Attending the World Health Assembly as a member of an NGO (Non Governmental Organization) is like sitting in a limited view seat in the second balcony for a Broadway or West End Show. Where are the binoculars???!!!! The delegates are on the third floor and I am on the sixth.
And a very interesting World Health Assembly. At a time when the WHO is over U$300m in debt and there is likely to be a 300 staff positions cut from the HQ staff of 2700, Margaret Chan, the Director General, is proposing changes to the WHO that will make it more efficient, more transparent and more accountable.
Bill Gates was an invited speaker as was the Prime Minister of Bangladesh, an interesting mix. Bill talked about the decade of the vaccine but no mention of NCDs. The PM at least addressed non communicable diseases (NCDs) as well as the many other issues facing Bangladesh including global warming. NCDs were meant to be the focus of discussions as each country’s representative (Health Ministers from the UK, NZ, Canada and the US; chief medical officers from others) rose to give a 5 minute address in the plenary session. 193 countries is a lot of 5 minute time slots. Almost all addressed NCDs but non addressed palliative care. All are preparing for the NCD Heads of Government summit in New York in September of this year, and health ministers from around the globe were preparing for this in Moscow 2 weeks ago.
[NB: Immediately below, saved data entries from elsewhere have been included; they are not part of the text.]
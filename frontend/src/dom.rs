//! The only place that writes to the live document.

use std::fmt::Display;
use log::{error, warn};
use shared::{DomOp, DomTarget, Notice, PageUpdate};
use wasm_bindgen::JsValue;
use web_sys::{window, Element};

trait Render: Display {
    fn write_into(&self, element: &Element) {
        element.set_inner_html(&self.to_string());
    }
}

impl<T: Display> Render for T {}

fn describe(value: JsValue) -> String {
    value.as_string().unwrap_or_else(|| format!("{value:?}"))
}

fn element(target: DomTarget) -> Option<Element> {
    let element = window()?.document()?.get_element_by_id(target.id());
    if element.is_none() {
        warn!("#{} not found, skipping write", target.id());
    }
    element
}

fn apply_op(op: &DomOp) {
    match op {
        DomOp::Replace { target, markup } => {
            if let Some(element) = element(*target) {
                markup.write_into(&element);
            }
        }
        DomOp::AddClass { target, class } => {
            if let Some(element) = element(*target) {
                if let Err(e) = element.class_list().add_1(class) {
                    warn!("Failed to add class {} to #{}: {}", class, target.id(), describe(e));
                }
            }
        }
    }
}

pub fn show_notice(notice: &Notice) {
    match notice {
        Notice::Alert(message) => {
            let shown = window()
                .ok_or_else(|| JsValue::from_str("no window"))
                .and_then(|w| w.alert_with_message(message));
            if let Err(e) = shown {
                error!("Failed to show alert '{}': {}", message, describe(e));
            }
        }
        Notice::Console(message) => error!("{}", message),
    }
}

pub fn apply(update: &PageUpdate) {
    update.ops.iter().for_each(apply_op);
    update.notices.iter().for_each(show_notice);
}

pub fn open_in_new_tab(url: &str) {
    if let Some(window) = window() {
        if let Err(e) = window.open_with_url_and_target(url, "_blank") {
            warn!("Failed to open {}: {}", url, describe(e));
        }
    }
}
use std::fmt::{self, Display};
use boilerplate::Boilerplate;
use html_escaper::Escape;
use crate::catalog::{featured, truncate_title};
use crate::models::{Category, Product, VoteListing};
use crate::tally::{aggregate, Tally};

pub const NO_VOTES_MESSAGE: &str = "No hay votos registrados";
pub const VOTES_ERROR_MESSAGE: &str = "Error al cargar los votos";
pub const CATEGORY_PLACEHOLDER: &str = "Seleccione una categoría";
pub const PRODUCT_LABEL: &str = "Producto";

/// A rendered HTML fragment, ready to replace the content of a page region.
#[derive(Debug, Clone, Default, PartialEq, Eq)]
pub struct Markup(String);

impl Markup {
    fn render(view: impl Display) -> Self {
        Self(view.to_string().trim().to_string())
    }

    pub fn as_str(&self) -> &str {
        &self.0
    }

    pub fn into_string(self) -> String {
        self.0
    }
}

impl Display for Markup {
    fn fmt(&self, f: &mut fmt::Formatter<'_>) -> fmt::Result {
        f.write_str(&self.0)
    }
}

#[derive(Debug, Clone, PartialEq)]
pub struct ProductCard {
    pub title: String,
    pub price: f64,
    pub img_url: String,
    pub product_url: String,
    pub category_id: String,
}

impl From<&Product> for ProductCard {
    fn from(product: &Product) -> Self {
        Self {
            title: truncate_title(&product.title),
            price: product.price,
            img_url: product.img_url.clone(),
            product_url: product.product_url.clone(),
            category_id: product
                .category_id
                .as_ref()
                .map(ToString::to_string)
                .unwrap_or_default(),
        }
    }
}

#[derive(Boilerplate)]
#[boilerplate(filename = "product-cards.html")]
pub struct ProductCardsHtml {
    pub cards: Vec<ProductCard>,
}

#[derive(Boilerplate)]
#[boilerplate(filename = "category-options.html")]
pub struct CategoryOptionsHtml {
    pub placeholder: &'static str,
    pub categories: Vec<Category>,
}

#[derive(Debug, Clone, PartialEq, Eq)]
pub struct TallyRow {
    pub label: String,
    pub count: usize,
}

#[derive(Boilerplate)]
#[boilerplate(filename = "tally-table.html")]
pub struct TallyTableHtml {
    pub rows: Vec<TallyRow>,
}

#[derive(Boilerplate)]
#[boilerplate(filename = "message.html")]
pub struct MessageHtml {
    pub text: String,
}

pub fn render_message(text: &str) -> Markup {
    Markup::render(MessageHtml { text: text.to_string() })
}

pub fn render_products(products: &[Product], limit: usize) -> Markup {
    Markup::render(ProductCardsHtml {
        cards: featured(products, limit).iter().map(ProductCard::from).collect(),
    })
}

pub fn render_categories(categories: &[Category]) -> Markup {
    Markup::render(CategoryOptionsHtml {
        placeholder: CATEGORY_PLACEHOLDER,
        categories: categories.to_vec(),
    })
}

pub fn tally_rows(tally: &Tally) -> Vec<TallyRow> {
    tally
        .iter()
        .map(|(id, count)| TallyRow {
            label: format!("{PRODUCT_LABEL} {id}"),
            count,
        })
        .collect()
}

pub fn render_tally(tally: &Tally) -> Markup {
    if tally.is_empty() {
        return render_message(NO_VOTES_MESSAGE);
    }
    Markup::render(TallyTableHtml { rows: tally_rows(tally) })
}

/// Results region for a vote store read. A failed read never reaches the aggregator.
pub fn render_vote_listing(listing: &VoteListing) -> Markup {
    if !listing.status {
        return render_message(NO_VOTES_MESSAGE);
    }
    render_tally(&aggregate(&listing.data))
}
use gloo_net::http::{Request, Response};
use shared::{
    DataGateway, Error, Result, VoteStore,
    models::{NewVote, Product, ProductId, VoteListing, VoteReceipt},
};

async fn get(url: &str) -> Result<Response> {
    let response = Request::get(url)
        .send()
        .await
        .map_err(|e| Error::transport(e.to_string()))?;

    if !response.ok() {
        return Err(Error::fetch_failed(url, response.status()));
    }
    Ok(response)
}

/// Reads the static product and category endpoints.
pub struct HttpGateway;

impl DataGateway for HttpGateway {
    async fn fetch_list(&self, url: &str) -> Result<Vec<Product>> {
        get(url)
            .await?
            .json::<Vec<Product>>()
            .await
            .map_err(|e| Error::malformed(e.to_string()))
    }

    async fn fetch_tree(&self, url: &str) -> Result<String> {
        get(url)
            .await?
            .text()
            .await
            .map_err(|e| Error::transport(e.to_string()))
    }
}

/// Client for the vote store API. Error statuses still carry a JSON body,
/// so the body is decoded whatever the status code. An error status whose
/// body does not decode means the store itself is unreachable.
pub struct HttpVoteStore {
    base_url: &'static str,
}

impl HttpVoteStore {
    pub const fn new(base_url: &'static str) -> Self {
        Self { base_url }
    }

    fn votes_url(&self) -> String {
        format!("{}/votes", self.base_url)
    }
}

impl VoteStore for HttpVoteStore {
    async fn record_vote(&self, product_id: &ProductId) -> Result<VoteReceipt> {
        let request = Request::post(&self.votes_url())
            .json(&NewVote { product_id: Some(product_id.clone()) })
            .map_err(|e| Error::malformed(e.to_string()))?;

        let response = request
            .send()
            .await
            .map_err(|e| Error::transport(e.to_string()))?;
        let status = response.status();

        response
            .json::<VoteReceipt>()
            .await
            .map_err(|e| Error::unreadable_store_reply(status, e))
    }

    async fn list_votes(&self) -> Result<VoteListing> {
        let response = Request::get(&self.votes_url())
            .send()
            .await
            .map_err(|e| Error::transport(e.to_string()))?;
        let status = response.status();

        response
            .json::<VoteListing>()
            .await
            .map_err(|e| Error::unreadable_store_reply(status, e))
    }
}
//! Page controller: turns gateway and store responses into DOM write
//! instructions and user notices without touching a live document.

use futures::join;
use log::{debug, error, warn};
use crate::catalog::parse_categories;
use crate::error::{ErrorCode, Result};
use crate::models::{Product, ProductId, VoteListing, VoteReceipt};
use crate::validation::require_product_id;
use crate::views::{render_categories, render_message, render_products, render_vote_listing, Markup, VOTES_ERROR_MESSAGE};

pub const PRODUCTS_URL: &str = "https://data-dawm.github.io/datum/reseller/products.json";
pub const CATEGORIES_URL: &str = "https://data-dawm.github.io/datum/reseller/categories.xml";
pub const PRODUCT_CARD_LIMIT: usize = 6;
pub const TOAST_VISIBLE_CLASS: &str = "md:block";

pub const FORM_VOTING_ID: &str = "form_voting";
pub const SELECT_PRODUCT_ID: &str = "select_product";
pub const DEMO_ID: &str = "demo";

/// Remote source of the product list (JSON) and the category tree (XML text).
#[allow(async_fn_in_trait)]
pub trait DataGateway {
    async fn fetch_list(&self, url: &str) -> Result<Vec<Product>>;
    async fn fetch_tree(&self, url: &str) -> Result<String>;
}

#[allow(async_fn_in_trait)]
pub trait VoteStore {
    async fn record_vote(&self, product_id: &ProductId) -> Result<VoteReceipt>;
    async fn list_votes(&self) -> Result<VoteListing>;
}

#[derive(Debug, Clone, PartialEq, Eq)]
pub struct PageConfig {
    pub products_url: String,
    pub categories_url: String,
    pub product_card_limit: usize,
}

impl Default for PageConfig {
    fn default() -> Self {
        Self {
            products_url: PRODUCTS_URL.into(),
            categories_url: CATEGORIES_URL.into(),
            product_card_limit: PRODUCT_CARD_LIMIT,
        }
    }
}

/// Page regions the controller writes to.
#[derive(Debug, Clone, Copy, PartialEq, Eq, Hash)]
pub enum DomTarget {
    Products,
    Categories,
    Results,
    Toast,
}

impl DomTarget {
    pub const fn id(self) -> &'static str {
        match self {
            DomTarget::Products => "products-container",
            DomTarget::Categories => "categories",
            DomTarget::Results => "results",
            DomTarget::Toast => "toast-interactive",
        }
    }
}

#[derive(Debug, Clone, PartialEq, Eq)]
pub enum DomOp {
    Replace { target: DomTarget, markup: Markup },
    AddClass { target: DomTarget, class: &'static str },
}

#[derive(Debug, Clone, PartialEq, Eq)]
pub enum Notice {
    Alert(String),
    Console(String),
}

#[derive(Debug, Clone, Default, PartialEq, Eq)]
pub struct PageUpdate {
    pub ops: Vec<DomOp>,
    pub notices: Vec<Notice>,
}

impl PageUpdate {
    fn replace(target: DomTarget, markup: Markup) -> Self {
        Self { ops: vec![DomOp::Replace { target, markup }], notices: Vec::new() }
    }

    fn notice(notice: Notice) -> Self {
        Self { ops: Vec::new(), notices: vec![notice] }
    }

    fn merge(mut self, other: PageUpdate) -> Self {
        self.ops.extend(other.ops);
        self.notices.extend(other.notices);
        self
    }

    pub fn markup_for(&self, target: DomTarget) -> Option<&Markup> {
        self.ops.iter().find_map(|op| match op {
            DomOp::Replace { target: t, markup } if *t == target => Some(markup),
            _ => None,
        })
    }
}

async fn products_section(gateway: &impl DataGateway, config: &PageConfig) -> PageUpdate {
    match gateway.fetch_list(&config.products_url).await {
        Ok(products) => {
            debug!("Fetched {} products", products.len());
            PageUpdate::replace(DomTarget::Products, render_products(&products, config.product_card_limit))
        }
        Err(e) => PageUpdate::notice(Notice::Console(format!("Error en fetchProducts: {e}"))),
    }
}

async fn categories_section(gateway: &impl DataGateway, config: &PageConfig) -> PageUpdate {
    let categories = gateway
        .fetch_tree(&config.categories_url)
        .await
        .and_then(|xml| parse_categories(&xml));

    match categories {
        Ok(categories) => {
            debug!("Parsed {} categories", categories.len());
            PageUpdate::replace(DomTarget::Categories, render_categories(&categories))
        }
        Err(e) if e.code == ErrorCode::FetchFailed => {
            warn!("Category fetch failed: {e}");
            PageUpdate::notice(Notice::Alert("Error en la carga de categorías".into()))
        }
        Err(e) => {
            warn!("Category load failed: {e}");
            PageUpdate::notice(Notice::Alert(format!("Error al cargar categorías: {}", e.message)))
        }
    }
}

async fn results_section(store: &impl VoteStore) -> PageUpdate {
    match store.list_votes().await {
        Ok(listing) => {
            debug!("Vote store returned status={} with {} votes", listing.status, listing.data.len());
            PageUpdate::replace(DomTarget::Results, render_vote_listing(&listing))
        }
        Err(e) => PageUpdate::replace(DomTarget::Results, render_message(VOTES_ERROR_MESSAGE))
            .merge(PageUpdate::notice(Notice::Console(format!("Error al mostrar votos: {e}")))),
    }
}

/// Runs the product, category and results renders concurrently and collects
/// their writes. Never fails: every error becomes a notice or a placeholder.
pub async fn initialize_page(
    gateway: &impl DataGateway,
    store: &impl VoteStore,
    config: &PageConfig,
) -> PageUpdate {
    let toast = PageUpdate {
        ops: vec![DomOp::AddClass { target: DomTarget::Toast, class: TOAST_VISIBLE_CLASS }],
        notices: Vec::new(),
    };

    let (products, categories, results) = join!(
        products_section(gateway, config),
        categories_section(gateway, config),
        results_section(store),
    );

    toast.merge(products).merge(categories).merge(results)
}

/// Records a vote for the selected product. The returned alert carries the
/// store's message whether or not the store accepted the vote.
pub async fn submit_vote(store: &impl VoteStore, selected: Option<&str>) -> Notice {
    let product_id = match require_product_id(selected) {
        Ok(id) => id,
        Err(e) => return Notice::Alert(e.to_string()),
    };

    match store.record_vote(&product_id).await {
        Ok(receipt) => {
            if !receipt.status {
                warn!("Vote for product {product_id} rejected: {}", receipt.message);
            }
            Notice::Alert(receipt.message)
        }
        Err(e) => {
            error!("Vote for product {product_id} failed: {e}");
            Notice::Alert(e.message)
        }
    }
}
use rocket::http::Status;
use rocket::response::Responder;
use rocket::serde::json::Json;
use shared::{ValidationError, VoteReceipt};
use thiserror::Error;
use crate::store::StoreError;

#[derive(Error, Debug)]
pub enum ApiError {
    #[error(transparent)]
    Validation(#[from] ValidationError),
    #[error("No se pudo registrar el voto")]
    Store(#[from] StoreError),
}

impl ApiError {
    pub fn status(&self) -> Status {
        match self {
            ApiError::Validation(_) => Status::BadRequest,
            ApiError::Store(_) => Status::InternalServerError,
        }
    }
}

/// Failures still answer with a receipt so clients can show the message as-is.
impl<'r, 'o: 'r> Responder<'r, 'o> for ApiError {
    fn respond_to(self, req: &'r rocket::Request<'_>) -> rocket::response::Result<'o> {
        let status = self.status();

        rocket::Response::build_from(Json(VoteReceipt::rejected(self.to_string())).respond_to(req)?)
            .status(status)
            .ok()
    }
}
use shuttle_runtime::SecretStore;
use tracing::info;
use crate::cors::DEFAULT_ALLOWED_ORIGIN;

pub struct ServerConfig {
    pub allowed_origin: String,
}

impl Default for ServerConfig {
    fn default() -> Self {
        Self { allowed_origin: DEFAULT_ALLOWED_ORIGIN.into() }
    }
}

impl ServerConfig {
    pub fn from_secrets(secrets: &SecretStore) -> Self {
        match secrets.get("ALLOWED_ORIGIN").filter(|origin| !origin.trim().is_empty()) {
            Some(allowed_origin) => {
                info!("CORS origin prefix set to {}", allowed_origin);
                Self { allowed_origin }
            }
            None => Self::default(),
        }
    }
}
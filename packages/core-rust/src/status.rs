//! Coarse classification of numeric response status codes.

use std::fmt;

/// Status family of a response code.
#[derive(Debug, Clone, Copy, PartialEq, Eq, Hash)]
pub enum StatusFamily {
    /// 1xx
    Informational,
    /// 2xx
    Success,
    /// 3xx
    Redirection,
    /// 4xx
    ClientError,
    /// 5xx
    ServerError,
    /// Any code outside `100..=599`.
    Other,
}

impl StatusFamily {
    #[must_use]
    pub fn of(status: u16) -> Self {
        match status {
            100..=199 => StatusFamily::Informational,
            200..=299 => StatusFamily::Success,
            300..=399 => StatusFamily::Redirection,
            400..=499 => StatusFamily::ClientError,
            500..=599 => StatusFamily::ServerError,
            _ => StatusFamily::Other,
        }
    }

    #[must_use]
    pub fn is_success(self) -> bool {
        self == StatusFamily::Success
    }

    #[must_use]
    pub fn as_str(self) -> &'static str {
        match self {
            StatusFamily::Informational => "informational",
            StatusFamily::Success => "success",
            StatusFamily::Redirection => "redirection",
            StatusFamily::ClientError => "client-error",
            StatusFamily::ServerError => "server-error",
            StatusFamily::Other => "other",
        }
    }
}

impl fmt::Display for StatusFamily {
    fn fmt(&self, f: &mut fmt::Formatter<'_>) -> fmt::Result {
        f.write_str(self.as_str())
    }
}

/// Status code used to look up the declared success response type.
pub const STATUS_OK: u16 = 200;
//! Per-schema mapper cache.

use std::sync::Arc;

use dashmap::DashMap;
use opbind_core::{MapperFactory, SchemaDescriptor, SchemaMapper};
use tracing::debug;

use crate::error::BindError;

/// Creates at most one mapper per schema and shares it across operations.
///
/// Keyed by `{microservice}.{schema_id}`, so provider and consumer schemas with
/// the same id reuse the mapper.
pub struct MapperCache {
    factory: Arc<dyn MapperFactory>,
    mappers: DashMap<String, Arc<dyn SchemaMapper>>,
}

impl MapperCache {
    #[must_use]
    pub fn new(factory: Arc<dyn MapperFactory>) -> Self {
        Self {
            factory,
            mappers: DashMap::new(),
        }
    }

    /// Returns the cached mapper of `schema`, creating it on first use.
    ///
    /// # Errors
    ///
    /// Returns `BindError::Mapper` if the factory cannot map the schema.
    /// Failures are not cached.
    pub fn get_or_create_mapper(
        &self,
        schema: &SchemaDescriptor,
    ) -> Result<Arc<dyn SchemaMapper>, BindError> {
        let key = format!("{}.{}", schema.microservice_name(), schema.schema_id());
        if let Some(mapper) = self.mappers.get(&key) {
            return Ok(Arc::clone(mapper.value()));
        }

        let entry = self
            .mappers
            .entry(key)
            .or_try_insert_with(|| {
                debug!(schema = %schema.schema_id(), "creating schema mapper");
                self.factory.create_mapper(schema)
            })
            .map_err(|source| BindError::Mapper {
                schema_id: schema.schema_id().to_string(),
                source,
            })?;
        Ok(Arc::clone(entry.value()))
    }

    #[must_use]
    pub fn len(&self) -> usize {
        self.mappers.len()
    }

    #[must_use]
    pub fn is_empty(&self) -> bool {
        self.mappers.is_empty()
    }
}

impl std::fmt::Debug for MapperCache {
    fn fmt(&self, f: &mut std::fmt::Formatter<'_>) -> std::fmt::Result {
        f.debug_struct("MapperCache")
            .field("mappers", &self.mappers.len())
            .finish_non_exhaustive()
    }
}

#[cfg(test)]
mod tests {
    use std::sync::atomic::{AtomicU32, Ordering};

    use opbind_core::{CodecError, OperationDefinition, Role, SchemaDefinition, TaggedMapper};

    use super::*;

    fn schema(schema_id: &str, role: Role) -> SchemaDescriptor {
        SchemaDescriptor::build(
            SchemaDefinition {
                microservice_name: "demo".to_string(),
                schema_id: schema_id.to_string(),
                operations: vec![OperationDefinition::new("ping")],
            },
            role,
        )
        .unwrap()
    }

    fn counting_cache() -> (MapperCache, Arc<AtomicU32>) {
        let calls = Arc::new(AtomicU32::new(0));
        let counter = Arc::clone(&calls);
        let factory = move |_: &SchemaDescriptor| -> Result<Arc<dyn SchemaMapper>, CodecError> {
            counter.fetch_add(1, Ordering::SeqCst);
            Ok(Arc::new(TaggedMapper::new()))
        };
        (MapperCache::new(Arc::new(factory)), calls)
    }

    #[test]
    fn factory_called_once_per_schema() {
        let (cache, calls) = counting_cache();
        let first = cache.get_or_create_mapper(&schema("A", Role::Provider)).unwrap();
        let second = cache.get_or_create_mapper(&schema("A", Role::Consumer)).unwrap();
        assert!(Arc::ptr_eq(&first, &second));
        assert!(format!("{first:?}").contains("TaggedMapper"));
        assert_eq!(calls.load(Ordering::SeqCst), 1);

        cache.get_or_create_mapper(&schema("B", Role::Provider)).unwrap();
        assert_eq!(calls.load(Ordering::SeqCst), 2);
        assert_eq!(cache.len(), 2);
    }

    #[test]
    fn factory_failure_is_not_cached() {
        let factory = |s: &SchemaDescriptor| -> Result<Arc<dyn SchemaMapper>, CodecError> {
            Err(CodecError::MapperUnavailable {
                schema_id: s.schema_id().to_string(),
                reason: "no proto".to_string(),
            })
        };
        let cache = MapperCache::new(Arc::new(factory));
        let err = cache.get_or_create_mapper(&schema("A", Role::Provider)).unwrap_err();
        assert!(matches!(err, BindError::Mapper { ref schema_id, .. } if schema_id == "A"));
        assert!(cache.is_empty());
    }
}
The Moscow Declaration does address palliative care as part of the NCD situation. The NCD Alliance (http://www.ncdalliance.org/) has brought together 800 organizations that have committed to having palliative care addressed at the September Summit. At a briefing in Geneva on Tuesday night, hosted by Richard Horton the Editor of the Lancet, a leading primary care physician, asked “of what exactly will women be allowed to die?” The response from Sir George Allenye, former director of the Pan AmericaHealth Organization, was classic. “I have to see my wife after this, so I am not going to quoted saying that women should be dying of anything. But I don’t want women to be dying of childbirth, of sexually transmitted disease, of road accidents, of cervical cancer that could have been prevented by a vaccine and detected by screening, of diabetes caused by obesity.”
But women will die and increasingly will die of non communicable diseases around the world.That is why the NCD alliance is recognizing palliative care and its essential role in the relief of suffering. But let me reassure you. This is not a means to restrict palliative care to those with only NCDs. The whole NCD movement is NOT about creating a silo for NCDs. It is an opportunity to improve health care systems, to get children exercising, to reduce their weight and to stop smoking and reduce excessive alcohol use. Notable goals all round. No it is an opportunity to work with those dealing with infectious diseases. In fact from a cancer perspective, at least 30% of cancers have an infectious or communicable disease origin.
So this is an opportunity to change the language of health, to create health care systems, rather than disease management systems. But ensuring the appropriate treatment of those with advanced disease, regardless of the etiology, and including palliative care, should be part of the world’s leaders in September. Lets keep our fingers crossed!!